> _PROBLEM_:
In the records below, find the line with "self.set_pixel(x as usize, y" and the line with "self.cells.iter().enumerate().filter(|&(_, &b)| b"; return exactly those lines and every line between them.

> _SOURCE DATA_:
[Start of section]
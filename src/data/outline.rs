use crate::map::LineString;
use anyhow::{Context, Result};
use geojson::{GeoJson, Geometry, Value};
use std::fs;
use std::path::Path;

/// Load boundary outlines (state or country borders) from a GeoJSON file.
/// Polygons contribute their exterior ring; points are ignored.
pub fn load_outline(path: &Path) -> Result<Vec<LineString>> {
    let content = fs::read_to_string(path)
        .with_context(|| format!("Failed to read outline file: {:?}", path))?;
    let lines = parse_outline(&content)
        .with_context(|| format!("Failed to parse outline GeoJSON: {:?}", path))?;
    tracing::info!(path = %path.display(), lines = lines.len(), "loaded outline");
    Ok(lines)
}

fn parse_outline(content: &str) -> Result<Vec<LineString>> {
    let geojson: GeoJson = content.parse()?;
    let mut lines = Vec::new();
    collect_lines(&geojson, |line| {
        if line.len() >= 2 {
            lines.push(line);
        }
    });
    Ok(lines)
}

fn collect_lines<F>(geojson: &GeoJson, mut add_line: F)
where
    F: FnMut(LineString),
{
    match geojson {
        GeoJson::FeatureCollection(fc) => {
            for feature in &fc.features {
                if let Some(ref geometry) = feature.geometry {
                    collect_geometry_lines(geometry, &mut add_line);
                }
            }
        }
        GeoJson::Feature(f) => {
            if let Some(ref geometry) = f.geometry {
                collect_geometry_lines(geometry, &mut add_line);
            }
        }
        GeoJson::Geometry(geometry) => {
            collect_geometry_lines(geometry, &mut add_line);
        }
    }
}

fn collect_geometry_lines<F>(geometry: &Geometry, add_line: &mut F)
where
    F: FnMut(LineString),
{
    let to_line = |coords: &Vec<Vec<f64>>| -> LineString {
        coords
            .iter()
            .filter(|c| c.len() >= 2)
            .map(|c| (c[0], c[1]))
            .collect()
    };

    match &geometry.value {
        Value::LineString(coords) => add_line(to_line(coords)),
        Value::MultiLineString(lines) => {
            for coords in lines {
                add_line(to_line(coords));
            }
        }
        Value::Polygon(rings) => {
            if let Some(exterior) = rings.first() {
                add_line(to_line(exterior));
            }
        }
        Value::MultiPolygon(polygons) => {
            for rings in polygons {
                if let Some(exterior) = rings.first() {
                    add_line(to_line(exterior));
                }
            }
        }
        Value::GeometryCollection(geometries) => {
            for g in geometries {
                collect_geometry_lines(g, add_line);
            }
        }
        _ => {}
    }
}

#[cfg(test)]
mod tests {
    use super::*;

    #[test]
    fn test_polygon_and_line_features() {
        let content = r#"{
            "type": "FeatureCollection",
            "features": [
                {"type": "Feature", "properties": {"sigla": "AM"},
                 "geometry": {"type": "Polygon", "coordinates": [[[-70,-10],[-60,-10],[-60,0],[-70,-10]]]}},
                {"type": "Feature", "properties": {},
                 "geometry": {"type": "LineString", "coordinates": [[-50,-20],[-45,-22]]}},
                {"type": "Feature", "properties": {},
                 "geometry": {"type": "Point", "coordinates": [-40,-15]}}
            ]
        }"#;
        let lines = parse_outline(content).unwrap();
        assert_eq!(lines.len(), 2);
        assert_eq!(lines[0].len(), 4);
        assert_eq!(lines[1], vec![(-50.0, -20.0), (-45.0, -22.0)]);
    }

    #[test]
    fn test_invalid_geojson() {
        assert!(parse_outline("{not json").is_err());
    }
}
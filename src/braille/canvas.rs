/// Empty braille cell (no dots set)
pub const BLANK: char = '\u{2800}';

/// Braille Unicode canvas for terminal plotting.
/// Each character cell holds a 2x4 dot grid, so a canvas of `width x height`
/// characters has `width*2 x height*4` addressable pixels.
#[derive(Clone)]
pub struct BrailleCanvas {
    width: usize,  // Characters
    height: usize, // Characters
    cells: Vec<u8>, // Dot bits, row-major
}

impl BrailleCanvas {
    pub fn new(width: usize, height: usize) -> Self {
        Self {
            width,
            height,
            cells: vec![0u8; width * height],
        }
    }

    /// Set a pixel. Out-of-range pixels are ignored.
    /// Braille dot layout per character:
    /// ```text
    /// (0,0) (1,0)   bits: 0x01 0x08
    /// (0,1) (1,1)   bits: 0x02 0x10
    /// (0,2) (1,2)   bits: 0x04 0x20
    /// (0,3) (1,3)   bits: 0x40 0x80
    /// ```
    pub fn set_pixel(&mut self, x: usize, y: usize) {
        let cx = x / 2;
        let cy = y / 4;

        if cx >= self.width || cy >= self.height {
            return;
        }

        let bit = match (x % 2, y % 4) {
            (0, 0) => 0x01,
            (1, 0) => 0x08,
            (0, 1) => 0x02,
            (1, 1) => 0x10,
            (0, 2) => 0x04,
            (1, 2) => 0x20,
            (0, 3) => 0x40,
            (1, 3) => 0x80,
            _ => 0,
        };

        self.cells[cy * self.width + cx] |= bit;
    }

    /// Set a pixel using signed coordinates (ignores negative values)
    pub fn set_pixel_signed(&mut self, x: i32, y: i32) {
        if x >= 0 && y >= 0 {
            self.set_pixel(x as usize, y as usize);
        }
    }

    /// Braille character at a cell, `BLANK` when outside the canvas
    pub fn cell(&self, col: usize, row: usize) -> char {
        if col >= self.width || row >= self.height {
            return BLANK;
        }
        char::from_u32(0x2800 + self.cells[row * self.width + col] as u32).unwrap_or(BLANK)
    }

    /// Non-blank cells as (column, row, glyph)
    pub fn dots(&self) -> impl Iterator<Item = (usize, usize, char)> + '_ {
        self.cells.iter().enumerate().filter(|&(_, &b)| b != 0).map(|(i, _)| {
            let col = i % self.width;
            let row = i / self.width;
            (col, row, self.cell(col, row))
        })
    }

    #[cfg(test)]
    pub fn to_string(&self) -> String {
        (0..self.height)
            .map(|row| (0..self.width).map(|col| self.cell(col, row)).collect::<String>())
            .collect::<Vec<_>>()
            .join("\n")
    }
}
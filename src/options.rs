use crate::data::Locality;
use crate::filter::Choice;
use std::collections::{BTreeMap, BTreeSet, HashMap};

/// Region name → state codes present in that region.
///
/// Regions iterate in name order and states in code order. Each state is
/// listed under exactly one region.
#[derive(Debug, Clone, Default, PartialEq, Eq)]
pub struct RegionStateIndex {
    regions: BTreeMap<String, BTreeSet<String>>,
    state_region: HashMap<String, String>,
}

impl RegionStateIndex {
    pub fn build(data: &[Locality]) -> Self {
        let mut index = Self::default();
        for l in data {
            index.regions.entry(l.region.clone()).or_default();
            match index.state_region.get(&l.state) {
                Some(region) if region != &l.region => {
                    tracing::warn!(
                        state = %l.state,
                        kept = %region,
                        ignored = %l.region,
                        "state appears under more than one region"
                    );
                }
                Some(_) => {}
                None => {
                    index.state_region.insert(l.state.clone(), l.region.clone());
                    if let Some(states) = index.regions.get_mut(&l.region) {
                        states.insert(l.state.clone());
                    }
                }
            }
        }
        index
    }

    /// All regions, in index order
    pub fn regions(&self) -> impl Iterator<Item = &str> + '_ {
        self.regions.keys().map(String::as_str)
    }

    /// States of a single region, in index order
    pub fn states_of(&self, region: &str) -> impl Iterator<Item = &str> + '_ {
        self.regions
            .get(region)
            .into_iter()
            .flat_map(|states| states.iter().map(String::as_str))
    }

    pub fn region_of(&self, state: &str) -> Option<&str> {
        self.state_region.get(state).map(String::as_str)
    }
}

/// States belonging to the selected regions, region by region.
/// `Choice::All` yields every state in the index.
pub fn available_states(index: &RegionStateIndex, selected_regions: &Choice) -> Vec<String> {
    index
        .regions()
        .filter(|region| selected_regions.matches(region))
        .flat_map(|region| index.states_of(region).map(String::from))
        .collect()
}
use std::collections::HashMap;

/// Spatial hash grid over point positions for hover lookups.
/// Stores indices into the caller's point list.
pub struct SpatialGrid {
    cells: HashMap<(i32, i32), Vec<usize>>,
    points: Vec<(f64, f64)>,
    /// Cell size in degrees
    cell_size: f64,
}

impl SpatialGrid {
    pub fn new(cell_size: f64) -> Self {
        Self {
            cells: HashMap::new(),
            points: Vec::new(),
            cell_size,
        }
    }

    /// Build from (lon, lat) points; item `i` is the `i`th point
    pub fn build(points: impl Iterator<Item = (f64, f64)>, cell_size: f64) -> Self {
        let mut grid = Self::new(cell_size);
        for (lon, lat) in points {
            grid.insert(lon, lat);
        }
        grid
    }

    #[inline(always)]
    fn to_cell(&self, lon: f64, lat: f64) -> (i32, i32) {
        let x = (lon / self.cell_size).floor() as i32;
        let y = (lat / self.cell_size).floor() as i32;
        (x, y)
    }

    pub fn insert(&mut self, lon: f64, lat: f64) {
        let idx = self.points.len();
        self.points.push((lon, lat));
        let cell = self.to_cell(lon, lat);
        self.cells.entry(cell).or_default().push(idx);
    }

    /// Candidate indices in cells overlapping a radius around a point
    pub fn query_radius(&self, lon: f64, lat: f64, radius_degrees: f64) -> Vec<usize> {
        let center_cell = self.to_cell(lon, lat);
        let cell_radius = (radius_degrees / self.cell_size).ceil() as i32;

        let mut results = Vec::new();
        for dy in -cell_radius..=cell_radius {
            for dx in -cell_radius..=cell_radius {
                let cell = (center_cell.0 + dx, center_cell.1 + dy);
                if let Some(indices) = self.cells.get(&cell) {
                    results.extend_from_slice(indices);
                }
            }
        }
        results
    }

    /// Closest point within `radius_degrees`. Ties go to the lower index.
    pub fn nearest(&self, lon: f64, lat: f64, radius_degrees: f64) -> Option<usize> {
        let max_d2 = radius_degrees * radius_degrees;
        self.query_radius(lon, lat, radius_degrees)
            .into_iter()
            .map(|idx| {
                let (plon, plat) = self.points[idx];
                let d2 = (plon - lon).powi(2) + (plat - lat).powi(2);
                (idx, d2)
            })
            .filter(|&(_, d2)| d2 <= max_d2)
            .min_by(|a, b| a.1.total_cmp(&b.1).then(a.0.cmp(&b.0)))
            .map(|(idx, _)| idx)
    }

    pub fn len(&self) -> usize {
        self.points.len()
    }

    pub fn is_empty(&self) -> bool {
        self.points.is_empty()
    }
}

#[cfg(test)]
mod tests {
    use super::*;

    fn grid() -> SpatialGrid {
        SpatialGrid::build(
            [(-60.0, -3.0), (-60.2, -3.1), (-48.5, -1.4), (-51.2, -30.0)].into_iter(),
            1.0,
        )
    }

    #[test]
    fn test_nearest_picks_closest() {
        let g = grid();
        assert_eq!(g.len(), 4);
        assert_eq!(g.nearest(-60.15, -3.05, 0.5), Some(1));
        assert_eq!(g.nearest(-48.4, -1.5, 0.5), Some(2));
    }

    #[test]
    fn test_nearest_respects_radius() {
        let g = grid();
        assert_eq!(g.nearest(-55.0, -15.0, 0.5), None);
        assert_eq!(g.nearest(-55.0, -15.0, 20.0), Some(1));
    }

    #[test]
    fn test_query_crosses_cell_boundaries() {
        let g = grid();
        let candidates = g.query_radius(-59.95, -2.95, 0.2);
        assert!(candidates.contains(&0));
        assert!(candidates.contains(&1));
    }

    #[test]
    fn test_empty_grid() {
        let g = SpatialGrid::new(1.0);
        assert!(g.is_empty());
        assert_eq!(g.nearest(0.0, 0.0, 10.0), None);
    }
}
[End of section]
> _ANSWER BOX_:
            self.set_pixel(x as usize, y as usize);
        }
    }

    /// Braille character at a cell, `BLANK` when outside the canvas
    pub fn cell(&self, col: usize, row: usize) -> char {
        if col >= self.width || row >= self.height {
            return BLANK;
        }
        char::from_u32(0x2800 + self.cells[row * self.width + col] as u32).unwrap_or(BLANK)
    }

    /// Non-blank cells as (column, row, glyph)
    pub fn dots(&self) -> impl Iterator<Item = (usize, usize, char)> + '_ {
        self.cells.iter().enumerate().filter(|&(_, &b)| b != 0).map(|(i, _)| {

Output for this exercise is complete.